Materials scientists have a name for this: stress corrosion cracking. When mechanical stress and chemical corrosion act simultaneously, the degradation rate isn't additive — it's synergistic. The stressed metal corrodes faster than the unstressed metal would, and the corroded metal is weaker under stress than the uncorroded metal would be. In software, "stress" is the complexity of the dependency graph. The more complex the graph, the faster each node corrodes, and the more corroded nodes make the graph harder to update.

This compounding is why teams that fall behind on maintenance rarely catch up incrementally. The effort required to remediate 18 months of decay is not 3x the effort for 6 months — it's 17x. At some point, the accumulated corrosion debt exceeds the value of remediation, and the only economically rational response is replacement. We'll return to this in the implications section.

Oxidation, passivation, and the code that rusts

The parallel to chemistry isn't decorative. The mechanisms are structurally identical.

When iron corrodes, three things are present: the metal (the reactive substrate), oxygen (the oxidizing agent), and water (the electrolyte that enables ion transport between anode and cathode sites). Remove any one of the three, and corrosion stops. Iron in a vacuum doesn't rust. Iron in dry air barely rusts. Iron submerged in oxygen-free water barely rusts. It's the combination — the specific environment — that drives the reaction.

The reaction itself is electrochemical. At anodic sites on the iron surface, iron atoms lose electrons and dissolve into solution as Fe²⁺ ions. At cathodic sites, oxygen reacts with water and the freed electrons to form hydroxide ions. The dissolved iron and hydroxide combine to form iron hydroxide, which further oxidizes to rust (Fe₂O₃·nH₂O). The iron doesn't decide to corrode. The thermodynamics of the system make corrosion the lowest-energy state.
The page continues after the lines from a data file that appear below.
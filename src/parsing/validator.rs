
//! Rejects tokens which are neither numbers nor delimiters, before
//! any evaluator runs.

use super::operator::table;
use crate::number::Number;

use thiserror::Error;

#[derive(Debug, Clone, Error, PartialEq, Eq)]
#[error("Invalid token: {}", .token.as_deref().unwrap_or("<none>"))]
pub struct InvalidTokenError {
  token: Option<String>,
}

impl InvalidTokenError {
  pub fn new(token: Option<&str>) -> Self {
    Self { token: token.map(str::to_owned) }
  }

  /// The offending token, or `None` if the token was absent.
  pub fn token(&self) -> Option<&str> {
    self.token.as_deref()
  }
}

/// Whether the token is a stringified number.
pub fn is_value(token: &str) -> bool {
  token.parse::<Number>().is_ok()
}

/// Checks that `token` is a number, an operator, or a parenthesis,
/// and returns it unchanged if so. An absent token is never valid.
pub fn validate_token(token: Option<&str>) -> Result<&str, InvalidTokenError> {
  match token {
    Some(t) if is_value(t) || table::is_delimiter(t) => Ok(t),
    _ => Err(InvalidTokenError::new(token)),
  }
}

/// Validates every token in order, failing on the first invalid one.
pub fn validate_tokens<S: AsRef<str>>(tokens: &[S]) -> Result<(), InvalidTokenError> {
  for token in tokens {
    validate_token(Some(token.as_ref()))?;
  }
  Ok(())
}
This maps precisely to software decay:

The Corrosion Model — the mechanisms of chemical corrosion map structurally to software decay

And just as in chemistry, the rate of corrosion depends on the reactivity of the metal and the aggressiveness of the environment. A noble metal like gold barely corrodes because it's thermodynamically stable in atmospheric conditions. A reactive metal like sodium corrodes violently on contact with air.

Software has its own reactivity spectrum. A statically linked C binary with no external dependencies is the gold of software — nearly inert to environmental change. A Node.js application with 1,200 transitive npm dependencies is the sodium — fantastically reactive to any environmental shift.

The corrosion rate depends on both. Gold in seawater corrodes more slowly than iron in dry air. But even gold will corrode in aqua regia — a sufficiently aggressive environment attacks even the most noble metal. In software terms: even a minimal-dependency binary will eventually corrode if the CPU architecture it targets is discontinued, or the operating system it links against is retired, or the network protocol it speaks is superseded.

The question is never "will it corrode?" The question is always "how fast?"

The Pourbaix diagram of software

In electrochemistry, Marcel Pourbaix developed a diagram that maps the stability of a metal as a function of pH and electric potential. At certain pH-potential combinations, the metal is immune to corrosion. At others, it corrodes actively. At a narrow band between the two, it forms a protective oxide layer — a passive film — that slows corrosion to negligible rates.

Software has analogous stability regimes:

The immune zone. Code with no external dependencies, targeting a stable platform, performing pure computation. Mathematical libraries. Core algorithms. These are effectively immune to environmental decay. A quicksort implementation from 1990 still works unchanged.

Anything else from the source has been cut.